Treatment for Anorexia
When a person has anorexia, treatment starts with restoring him or her to a healthy weight (which may require hospitalization). Other aspects of treatment may include psychotherapy and medications. Of course, treatment varies from person to person; there is no single method that works in all cases. Early treatment is important in helping someone overcome the condition.
Treatment for Anorexia: An IntroductionAt this point, there is no universally accepted standard treatment for anorexia. Because of its complexity, anorexia requires a comprehensive treatment plan, involving medical care and monitoring, psychosocial interventions, nutritional counseling and, when appropriate, medication.
Ideally, this integrated approach to treatment would include the skills of:
- Mental health professionals
- Other physicians.
Friends and families providing support and encouragement can also play an important role in the successful treatment.
Treatment for anorexia is most successful when the condition is diagnosed early. The longer abnormal eating behaviors persist, the more difficult it is to overcome anorexia and its effects on the body.
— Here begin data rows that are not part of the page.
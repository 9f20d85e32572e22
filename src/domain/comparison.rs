//! Peer-relative comparison of a single metric value.
//!
//! A field with a threshold rule is classified on its own value. Every other
//! field is compared against a ±15% band around the peer median, except when
//! the median is effectively zero, where the band collapses and a strict
//! comparison (optionally widened by `near_zero_margin`) is used instead.

use super::field::{FieldId, Polarity};
use super::record::MetricValue;

/// Half-width of the "equal" band around the peer median, as a fraction.
pub const MEDIAN_MARGIN_OF_SAFETY: f64 = 0.15;

/// Medians with an absolute value below this use the near-zero comparison.
pub const NEAR_ZERO_EPSILON: f64 = 1e-12;

#[derive(Debug, Clone, Copy, PartialEq, Eq, Hash)]
pub enum Indicator {
    Better,
    Worse,
    Equal,
}

impl Indicator {
    pub fn glyph(self) -> &'static str {
        match self {
            Indicator::Better => "▲",
            Indicator::Worse => "▼",
            Indicator::Equal => "▬",
        }
    }

    pub fn css_class(self) -> &'static str {
        match self {
            Indicator::Better => "better",
            Indicator::Worse => "worse",
            Indicator::Equal => "equal",
        }
    }
}

#[derive(Debug, Clone, Copy, PartialEq)]
pub struct ComparisonSettings {
    /// Absolute dead zone around a near-zero median. `0.0` keeps the
    /// comparison strict.
    pub near_zero_margin: f64,
}

impl Default for ComparisonSettings {
    fn default() -> Self {
        Self {
            near_zero_margin: 0.0,
        }
    }
}

/// Classify `value` for `field`, or `None` when the comparison cannot be
/// resolved (value absent, or median absent for a band-based field).
pub fn classify(
    field: FieldId,
    value: MetricValue,
    median: MetricValue,
    settings: &ComparisonSettings,
) -> Option<Indicator> {
    let value = value.filter(|v| !v.is_nan())?;

    if let Some(rule) = field.threshold() {
        return Some(rule(value));
    }

    let median = median.filter(|m| !m.is_nan())?;

    let polarity = field.polarity();
    if polarity == Polarity::Neutral {
        return Some(Indicator::Equal);
    }

    let near_zero = median.abs() < NEAR_ZERO_EPSILON;
    let (above, below) = if near_zero {
        let margin = settings.near_zero_margin.max(0.0);
        (value > median + margin, value < median - margin)
    } else {
        // Band ends follow the median's sign; a negative median is not reordered.
        let upper = median * (1.0 + MEDIAN_MARGIN_OF_SAFETY);
        let lower = median * (1.0 - MEDIAN_MARGIN_OF_SAFETY);
        (value >= upper, value <= lower)
    };

    Some(match (polarity, above, below) {
        (Polarity::HigherIsBetter, true, _) => Indicator::Better,
        (Polarity::HigherIsBetter, _, true) => Indicator::Worse,
        (Polarity::LowerIsBetter, _, true) => Indicator::Better,
        (Polarity::LowerIsBetter, true, _) => Indicator::Worse,
        _ => Indicator::Equal,
    })
}

/// Indicator shown on the page; unresolvable comparisons render as equal.
pub fn indicator(
    field: FieldId,
    value: MetricValue,
    median: MetricValue,
    settings: &ComparisonSettings,
) -> Indicator {
    classify(field, value, median, settings).unwrap_or(Indicator::Equal)
}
Anorexia treatment calls for a specific program that involves three main phases:
- Restoring weight lost to severe dieting and purging
- Treating psychological disturbances, such as low self-esteem, poor body image, and interpersonal conflicts
- Achieving long-term remission and rehabilitation or full recovery.
The first goal for the treatment of anorexia is to ensure the person's physical health, which involves restoring a healthy weight. Reaching this goal may require hospitalization. As part of this early anorexia treatment, feeding plans address the person's medical and nutritional needs. In some cases, intravenous feeding is recommended.